Fab Labs distribués dans le monde entier.

 Les participants à la vidéoconférence ont discuté de la manière d’appliquer le travail en réseau à la production d'équipement médical à l'échelle mondiale. L'expertise de diverses disciplines peut être combinée pour aboutir à des études fiables. Puis les prototypes peuvent être testés dans des labos bien équipés, tels ceux du MIT. Les études qui répondent de façon satisfaisante aux exigences peuvent ensuite être partagées sur l'internet. Ainsi, les Fab Labs et autres espaces de fabrication du monde entier peuvent coopérer pour assurer une production et une distribution locales.
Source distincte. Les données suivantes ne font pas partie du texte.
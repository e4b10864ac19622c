//! Database schema and migrations.

use anyhow::Result;
use rusqlite::Connection;

/// Current schema version recorded in `schema_version`.
pub const SCHEMA_VERSION: i64 = 1;

/// Create all tables if missing. Safe to run on every open.
pub fn migrate(conn: &Connection) -> Result<()> {
    conn.execute_batch(
        "CREATE TABLE IF NOT EXISTS schema_version (
            version INTEGER PRIMARY KEY,
            applied_at TEXT NOT NULL DEFAULT (datetime('now'))
        );

        CREATE TABLE IF NOT EXISTS raw_events (
            id INTEGER PRIMARY KEY,
            case_id TEXT NOT NULL,
            activity TEXT NOT NULL,
            resource TEXT,
            transition TEXT NOT NULL,
            outcome TEXT,
            timestamp TEXT NOT NULL,
            instance INTEGER,
            planned_duration TEXT,
            service_duration TEXT,
            failure_description TEXT,
            created_at TEXT NOT NULL DEFAULT (datetime('now'))
        );

        CREATE TABLE IF NOT EXISTS analysis_runs (
            run_id TEXT PRIMARY KEY,
            generated_at TEXT NOT NULL,
            event_count INTEGER NOT NULL,
            report_json TEXT NOT NULL,
            created_at TEXT NOT NULL DEFAULT (datetime('now'))
        );

        CREATE TABLE IF NOT EXISTS activities (
            id INTEGER PRIMARY KEY,
            run_id TEXT NOT NULL,
            case_id TEXT NOT NULL,
            activity TEXT NOT NULL,
            instance_json TEXT NOT NULL,
            resource TEXT NOT NULL,
            scheduled_at TEXT,
            started_at TEXT,
            completed_at TEXT,
            planned_duration_seconds REAL,
            actual_duration_seconds REAL,
            status TEXT NOT NULL,
            failure_description TEXT,
            is_anomaly INTEGER NOT NULL DEFAULT 0,
            anomaly_score REAL NOT NULL DEFAULT 0,
            FOREIGN KEY (run_id) REFERENCES analysis_runs(run_id) ON DELETE CASCADE
        );

        CREATE TABLE IF NOT EXISTS cases (
            id INTEGER PRIMARY KEY,
            run_id TEXT NOT NULL,
            case_id TEXT NOT NULL,
            start_time TEXT NOT NULL,
            end_time TEXT,
            status TEXT NOT NULL,
            activity_count INTEGER NOT NULL,
            failure_count INTEGER NOT NULL,
            anomaly_count INTEGER NOT NULL,
            total_duration_seconds REAL,
            FOREIGN KEY (run_id) REFERENCES analysis_runs(run_id) ON DELETE CASCADE,
            UNIQUE (run_id, case_id)
        );

        CREATE INDEX IF NOT EXISTS idx_raw_events_case ON raw_events(case_id, timestamp);
        CREATE INDEX IF NOT EXISTS idx_analysis_runs_generated ON analysis_runs(generated_at);
        CREATE INDEX IF NOT EXISTS idx_activities_run ON activities(run_id, case_id);
        CREATE INDEX IF NOT EXISTS idx_activities_resource ON activities(run_id, resource);
        CREATE INDEX IF NOT EXISTS idx_cases_run ON cases(run_id);",
    )?;

    conn.execute(
        "INSERT OR IGNORE INTO schema_version (version) VALUES (?1)",
        [SCHEMA_VERSION],
    )?;

    Ok(())
}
Les masques faciaux en impression 3D

Il existe des exemples de matériel en accès libre utilisé pour soulager la pénurie de matériel médical. Josef Průša, le fabricant des imprimantes 3D Prusa à code source libre, a créé un modèle en accès libre de masques de protection faciale. Les imprimantes 3D du monde entier sont utilisables pour produire des masques faciaux. Le Fab Lab de l'ULB à Bruxelles fabrique également des masques faciaux. En coopération avec l'hôpital local CHU Saint-Pierre, deux prototypes ont été développés pour la production l’un avec découpe laser, l’autre par impression 3D. Après approbation des prototypes par l'hôpital, la production a été lancée. Aussitôt, les Fab Labs de Charleroi et des Ardennes ont rejoint la production à grande échelle.

Comme l'a déclaré Neil Gershenfeld lors de la conférence, "la visée de l’utilisation de modèles matériels en accès libre, sur des outils de prototypage et dans un réseau de production mondial est de barrer la route au virus le plus rapidement possible".